À la fin de l’auto-évaluation il n’y a que des engagements de l’établissement et une déstabilisation des personnels : mieux accompagner l’orientation des élèves, mieux prendre en compte la difficulté, augmenter les taux de passage et taux de réussite aux examens, mieux accueillir les élèves de bac pro en STS, prévenir le décrochage…

Comme pour les contrats d’objectif, implicitement, peut-être sans s’en rendre compte, les personnels s’engagent à réaliser des « progrès » mais ni le rectorat, ni l’éventuelle collectivité territoriale ne s’engagent en termes de moyens en personnels ni en dotation de fonctionnement.

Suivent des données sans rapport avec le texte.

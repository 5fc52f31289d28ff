use arena_session_core::RoomError;
use arena_session_sync::{ApiError, SyncError};
use std::path::PathBuf;

#[derive(Debug, thiserror::Error)]
pub enum CliError {
    #[error("IO error: {0}")]
    Io(#[from] std::io::Error),

    #[error("JSON serialization error: {0}")]
    Json(#[from] serde_json::Error),

    #[error("Unknown schema: {0}")]
    UnknownSchema(String),

    #[error("Invalid schema directory: {path}")]
    InvalidSchemaDirectory { path: PathBuf },

    #[error("Room error: {0}")]
    Room(#[from] RoomError),

    #[error("API error: {0}")]
    Api(#[from] ApiError),

    #[error("Sync error: {0}")]
    Sync(#[from] SyncError),

    #[error("Demo stalled: {0}")]
    DemoStalled(String),

    #[error("Failed to initialize logging: {0}")]
    LogInit(String),
}

impl CliError {
    pub fn invalid_directory(path: PathBuf) -> Self {
        CliError::InvalidSchemaDirectory { path }
    }
}

pub type Result<T> = std::result::Result<T, CliError>;
use crate::domain::{
    Board, Outcome, ParticipantId, RematchVotes, RoomCode, Session, SessionStatus, ViewerRole,
};
use schemars::JsonSchema;
use serde::{Deserialize, Serialize};

/// Read-only view of a room, as returned by the session query endpoint
#[derive(Debug, Clone, PartialEq, Eq, Serialize, Deserialize, JsonSchema)]
pub struct RoomSnapshot {
    pub room_code: RoomCode,
    pub player1: ParticipantId,
    pub player2: Option<ParticipantId>,
    pub current_turn: ParticipantId,
    pub board: Board,
    pub status: SessionStatus,
    pub winner: Option<ParticipantId>,

    /// Successor room once a rematch was agreed
    pub next_room_code: Option<RoomCode>,

    pub rematch: RematchVotes,

    /// Number of ledger entries folded into `board`
    pub move_count: u64,
}

impl RoomSnapshot {
    pub fn role_of(&self, participant: ParticipantId) -> ViewerRole {
        ViewerRole::of(participant, self.player1, self.player2)
    }

    pub fn is_turn_of(&self, participant: ParticipantId) -> bool {
        self.status == SessionStatus::InProgress && self.current_turn == participant
    }

    pub fn outcome(&self) -> Option<Outcome> {
        Outcome::of(self.status, self.winner)
    }

    /// One-line human summary of the room state for `viewer`
    pub fn headline(&self, viewer: Option<ParticipantId>) -> String {
        let role = viewer.map(|v| self.role_of(v));
        match (self.status, self.outcome()) {
            (SessionStatus::Waiting, _) => {
                format!("Waiting for a challenger in {}", self.room_code)
            }
            (SessionStatus::InProgress, _) => match viewer {
                Some(v) if self.is_turn_of(v) => "Your turn".to_string(),
                Some(v) if self.role_of(v).is_player() => "Opponent's turn".to_string(),
                _ => format!("{} to move", self.current_turn),
            },
            (_, Some(Outcome::Win(winner))) => match (viewer, role) {
                (Some(v), Some(r)) if r.is_player() && v == winner => "You win".to_string(),
                (_, Some(r)) if r.is_player() => "You lose".to_string(),
                _ => format!("{winner} wins"),
            },
            _ => "It's a draw".to_string(),
        }
    }
}

impl From<&Session> for RoomSnapshot {
    fn from(session: &Session) -> Self {
        RoomSnapshot {
            room_code: session.code().clone(),
            player1: session.player1(),
            player2: session.player2(),
            current_turn: session.current_turn(),
            board: *session.board(),
            status: session.status(),
            winner: session.winner(),
            next_room_code: session.next_room().cloned(),
            rematch: session.rematch_votes(),
            move_count: session.ledger().len() as u64,
        }
    }
}

/// Answer of the "active session for identity" query
#[derive(Debug, Clone, PartialEq, Eq, Default, Serialize, Deserialize, JsonSchema)]
pub struct ActiveRoom {
    pub has_active_game: bool,
    pub room_code: Option<RoomCode>,
}

impl ActiveRoom {
    pub fn none() -> Self {
        Self::default()
    }

    pub fn found(room_code: RoomCode) -> Self {
        ActiveRoom {
            has_active_game: true,
            room_code: Some(room_code),
        }
    }
}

Par ailleurs, l’auto-évaluation peut être un outil de déréglementation au nom de l’adaptation au « local ». Le but est d’attribuer les moyens non plus sur la base de textes nationaux objectifs mais sur celle de la « valeur ajoutée » à apporter sans que l’on sache de quoi il s’agit. Cette politique néolibérale est également mise en œuvre dans celle de la destruction de l’éducation prioritaire avec la suppression des REP et l’expérimentation de contrats locaux d’accompagnement dans les académies de Lille, Nantes et Aix-Marseille.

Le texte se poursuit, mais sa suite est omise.